Don’t Let Your Heart Be Troubled…
Other moms know the worries that were going through my mind that caused the sleepless night. Dads don’t really get it. I guarantee the second my husband reads this he’ll be like, “Relax, woman. It’s just a week.” Yeah, well, my brain knows that. But sometimes my heart is louder than my brain.
I know I have nothing to worry about. They’ll have a great week, make friends, and strengthen their relationship with Christ. That doesn’t dispute the feeling of sadness as I watch my children get older and more independent, and seeing a future where they’ll one day go off on their own for good.
All of these worries manifested by the time I crawled out of bed. Besides the lack of sleep and the worry, the daunting task of getting four kids packed and organized was enough to have my head pounding. With all of that going on, the two teenage girls decided it was a good day to snipe and argue with each other, one of the boys decided it was a good day to have a bad attitude and forget he’d been raised with manners, and another of our boys decided to tell me, “I hate my life.” At which point I felt the top of my head explode just like you see on cartoons.
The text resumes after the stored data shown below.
#[async_trait]
impl UserStore for PostgresUserStore {
    #[instrument(skip(self, user), fields(user_id = %user.id), err)]
    async fn insert(&self, user: User) -> Result<(), StoreError> {
        sqlx::query(
            r#"
            INSERT INTO users (
                id, tenant_id, login, first_name, last_name, password_hash, role, status,
                refresh_token, refresh_token_expires_at, created_at, updated_at
            )
            VALUES ($1, $2, $3, $4, $5, $6, $7, $8, $9, $10, $11, $12)
            "#,
        )
        .bind(user.id.as_uuid())
        .bind(user.tenant_id.as_uuid())
        .bind(&user.login)
        .bind(&user.first_name)
        .bind(&user.last_name)
        .bind(&user.password_hash)
        .bind(user.role.as_str())
        .bind(user.status.as_str())
        .bind(&user.refresh_token)
        .bind(user.refresh_token_expires_at)
        .bind(user.created_at)
        .bind(user.updated_at)
        .execute(&*self.pool)
        .await
        .map_err(|e| map_sqlx_error("insert_user", e))?;
        Ok(())
    }

    async fn find_by_id(&self, id: UserId) -> Result<Option<User>, StoreError> {
        let sql = format!("SELECT {USER_COLUMNS} FROM users WHERE id = $1");
        let row = sqlx::query(&sql)
            .bind(id.as_uuid())
            .fetch_optional(&*self.pool)
            .await
            .map_err(|e| map_sqlx_error("find_user_by_id", e))?;
        row.as_ref().map(Self::row_to_user).transpose()
    }

    async fn find_by_login(&self, login: &str) -> Result<Option<User>, StoreError> {
        self.find_one("find_user_by_login", "login", login).await
    }

    async fn find_by_refresh_token(&self, token: &str) -> Result<Option<User>, StoreError> {
        self.find_one("find_user_by_refresh_token", "refresh_token", token).await
    }

    /// Compare-and-swap on the stored token when `expected` is given.
    #[instrument(skip(self, expected, token), fields(user_id = %id), err)]
    async fn set_refresh_token(
        &self,
        id: UserId,
        expected: Option<&str>,
        token: &RefreshToken,
        now: DateTime<Utc>,
    ) -> Result<(), StoreError> {
        let result = sqlx::query(
            r#"
            UPDATE users
            SET refresh_token = $2, refresh_token_expires_at = $3, updated_at = $4
            WHERE id = $1 AND ($5::TEXT IS NULL OR refresh_token = $5)
            "#,
        )
        .bind(id.as_uuid())
        .bind(&token.value)
        .bind(token.expires_at)
        .bind(now)
        .bind(expected)
        .execute(&*self.pool)
        .await
        .map_err(|e| map_sqlx_error("set_refresh_token", e))?;

        if result.rows_affected() == 0 {
            return Err(match expected {
                Some(_) => StoreError::Stale(format!("refresh token of user {id} already rotated")),
                None => StoreError::NotFound(format!("user {id}")),
            });
        }
        Ok(())
    }
}

// ─────────────────────────────────────────────────────────────────────────────
// Token blacklist
// ─────────────────────────────────────────────────────────────────────────────

#[derive(Debug, Clone)]
pub struct PostgresTokenBlacklist {
    pool: Arc<PgPool>,
}

impl PostgresTokenBlacklist {
    pub fn new(pool: PgPool) -> Self {
        Self { pool: Arc::new(pool) }
    }
}

#[async_trait]
impl TokenBlacklist for PostgresTokenBlacklist {
    #[instrument(skip(self, entry), fields(kind = %entry.kind), err)]
    async fn upsert(&self, entry: BlacklistEntry) -> Result<(), StoreError> {
        sqlx::query(
            r#"
            INSERT INTO token_blacklist (kind, token, revoked_at)
            VALUES ($1, $2, $3)
            ON CONFLICT (kind, token)
            DO UPDATE SET revoked_at = EXCLUDED.revoked_at
            "#,
        )
        .bind(entry.kind.as_str())
        .bind(&entry.token)
        .bind(entry.revoked_at)
        .execute(&*self.pool)
        .await
        .map_err(|e| map_sqlx_error("blacklist_upsert", e))?;
        Ok(())
    }

    async fn get(&self, kind: TokenKind, token: &str) -> Result<Option<BlacklistEntry>, StoreError> {
        let row = sqlx::query("SELECT revoked_at FROM token_blacklist WHERE kind = $1 AND token = $2")
            .bind(kind.as_str())
            .bind(token)
            .fetch_optional(&*self.pool)
            .await
            .map_err(|e| map_sqlx_error("blacklist_get", e))?;

        match row {
            None => Ok(None),
            Some(row) => {
                let revoked_at: DateTime<Utc> =
                    row.try_get("revoked_at").map_err(|e| map_sqlx_error("blacklist_get", e))?;
                Ok(Some(BlacklistEntry::new(token, kind, revoked_at)))
            }
        }
    }
}

// ─────────────────────────────────────────────────────────────────────────────
// Issued access tokens
// ─────────────────────────────────────────────────────────────────────────────

#[derive(Debug, Clone)]
pub struct PostgresAccessTokenRepository {
    pool: Arc<PgPool>,
}

impl PostgresAccessTokenRepository {
    pub fn new(pool: PgPool) -> Self {
        Self { pool: Arc::new(pool) }
    }
}

#[async_trait]
impl AccessTokenRepository for PostgresAccessTokenRepository {
    async fn record(&self, token: IssuedTokenRecord) -> Result<(), StoreError> {
        sqlx::query(
            r#"
            INSERT INTO access_tokens (jti, user_id, issued_at, expires_at, revoked)
            VALUES ($1, $2, $3, $4, $5)
            "#,
        )
        .bind(token.jti)
        .bind(token.user_id.as_uuid())
        .bind(token.issued_at)
        .bind(token.expires_at)
        .bind(token.revoked)
        .execute(&*self.pool)
        .await
        .map_err(|e| map_sqlx_error("record_access_token", e))?;
        Ok(())
    }

    async fn latest_active_for_user(&self, user_id: UserId) -> Result<Option<IssuedTokenRecord>, StoreError> {
        let op = "latest_active_access_token";
        let row = sqlx::query(
            r#"
            SELECT jti, user_id, issued_at, expires_at, revoked
            FROM access_tokens
            WHERE user_id = $1 AND revoked = FALSE
            ORDER BY issued_at DESC, jti DESC
            LIMIT 1
            "#,
        )
        .bind(user_id.as_uuid())
        .fetch_optional(&*self.pool)
        .await
        .map_err(|e| map_sqlx_error(op, e))?;

        let Some(row) = row else {
            return Ok(None);
        };
        Ok(Some(IssuedTokenRecord {
            jti: row.try_get("jti").map_err(|e| map_sqlx_error(op, e))?,
            user_id: UserId::from_uuid(row.try_get::<Uuid, _>("user_id").map_err(|e| map_sqlx_error(op, e))?),
            issued_at: row.try_get("issued_at").map_err(|e| map_sqlx_error(op, e))?,
            expires_at: row.try_get("expires_at").map_err(|e| map_sqlx_error(op, e))?,
            revoked: row.try_get("revoked").map_err(|e| map_sqlx_error(op, e))?,
        }))
    }

    async fn revoke(&self, jti: Uuid) -> Result<(), StoreError> {
        sqlx::query("UPDATE access_tokens SET revoked = TRUE WHERE jti = $1")
            .bind(jti)
            .execute(&*self.pool)
            .await
            .map_err(|e| map_sqlx_error("revoke_access_token", e))?;
        Ok(())
    }

    async fn is_revoked(&self, jti: Uuid) -> Result<bool, StoreError> {
        let revoked: Option<bool> = sqlx::query_scalar("SELECT revoked FROM access_tokens WHERE jti = $1")
            .bind(jti)
            .fetch_optional(&*self.pool)
            .await
            .map_err(|e| map_sqlx_error("is_access_token_revoked", e))?;
        Ok(revoked.unwrap_or(false))
    }
}

// ─────────────────────────────────────────────────────────────────────────────
// Articles
// ─────────────────────────────────────────────────────────────────────────────

#[derive(Debug, Clone)]
pub struct PostgresArticleStore {
    pool: Arc<PgPool>,
}

impl PostgresArticleStore {
    pub fn new(pool: PgPool) -> Self {
        Self { pool: Arc::new(pool) }
    }

    fn row_to_article(row: &PgRow) -> Result<Article, StoreError> {
        let op = "row_to_article";
        let price: i64 = row.try_get("price").map_err(|e| map_sqlx_error(op, e))?;
        Ok(Article {
            id: ArticleId::new(row.try_get("id").map_err(|e| map_sqlx_error(op, e))?),
            tenant_id: TenantId::from_uuid(row.try_get::<Uuid, _>("tenant_id").map_err(|e| map_sqlx_error(op, e))?),
            libelle: row.try_get("libelle").map_err(|e| map_sqlx_error(op, e))?,
            description: row.try_get("description").map_err(|e| map_sqlx_error(op, e))?,
            price: u64::try_from(price).map_err(|_| decode_error(op, format!("price {price}")))?,
            stock: row.try_get("stock").map_err(|e| map_sqlx_error(op, e))?,
            created_at: row.try_get("created_at").map_err(|e| map_sqlx_error(op, e))?,
            updated_at: row.try_get("updated_at").map_err(|e| map_sqlx_error(op, e))?,
            deleted_at: row.try_get("deleted_at").map_err(|e| map_sqlx_error(op, e))?,
        })
    }
}

/// Validated prices always fit; this only guards hand-built records.
fn price_to_sql(price: u64) -> Result<i64, StoreError> {
    i64::try_from(price).map_err(|_| StoreError::Storage(format!("price {price} out of range")))
}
Scott decided at that point it’d be a good time to take the boys out of the house and go get haircuts, and I’d take the girls and go get the rest of the camp supplies. Once we got everyone out of the house and in the right cars, and I watched the boys drive away, I just laid my head down on the steering wheel and closed my eyes for a minute. This was not how I wanted to spend the last day with the kids. And it wasn’t how I wanted them to spend their last day with me.
The Peace That Passes Understanding…
It was that moment that I prayed for peace, not within my household, but within me. It was my attitude that needed to change. It was me who was without patience. It was me who was struggling with hurt from a disrespectful child and another who said he hated his life. It was me who needed to pray and ask God for patience. To be slow to speak and slow to anger. To spend time understanding they might have worries just as I did, and it was possible their attitude was not only a reflection of their own worry, but mine as well.
My dear brothers, take note of this: Everyone should be quick to listen, slow to speak and slow to become angry, for man’s anger does not bring about the righteous life that God desires.
I gave the girls a sheepish smile and apologized for being short with them all afternoon. It’s amazing what a hug and forgiveness from your children can do for the soul. Something I promised myself I’d do when I had children is apologize to them if I was wrong about something.
Those teaching moments are precious, and having children that understand how to apologize when they’re wrong and ask forgiveness is something they’ll take through school, into their marriages, and when they have their own children. Being able to say, “I’m sorry,” is necessary for forgiveness, from those we’ve wronged and from God. How many times have I been on my knees in prayer and had to say the words, “I’m sorry?” But his hand of forgiveness on my shoulder brings peace that passes understanding.
Proverbs 22:6 Train up a child in the way he should go: and when he is old, he will not depart from it.
Do you have any tips for being a patient parent?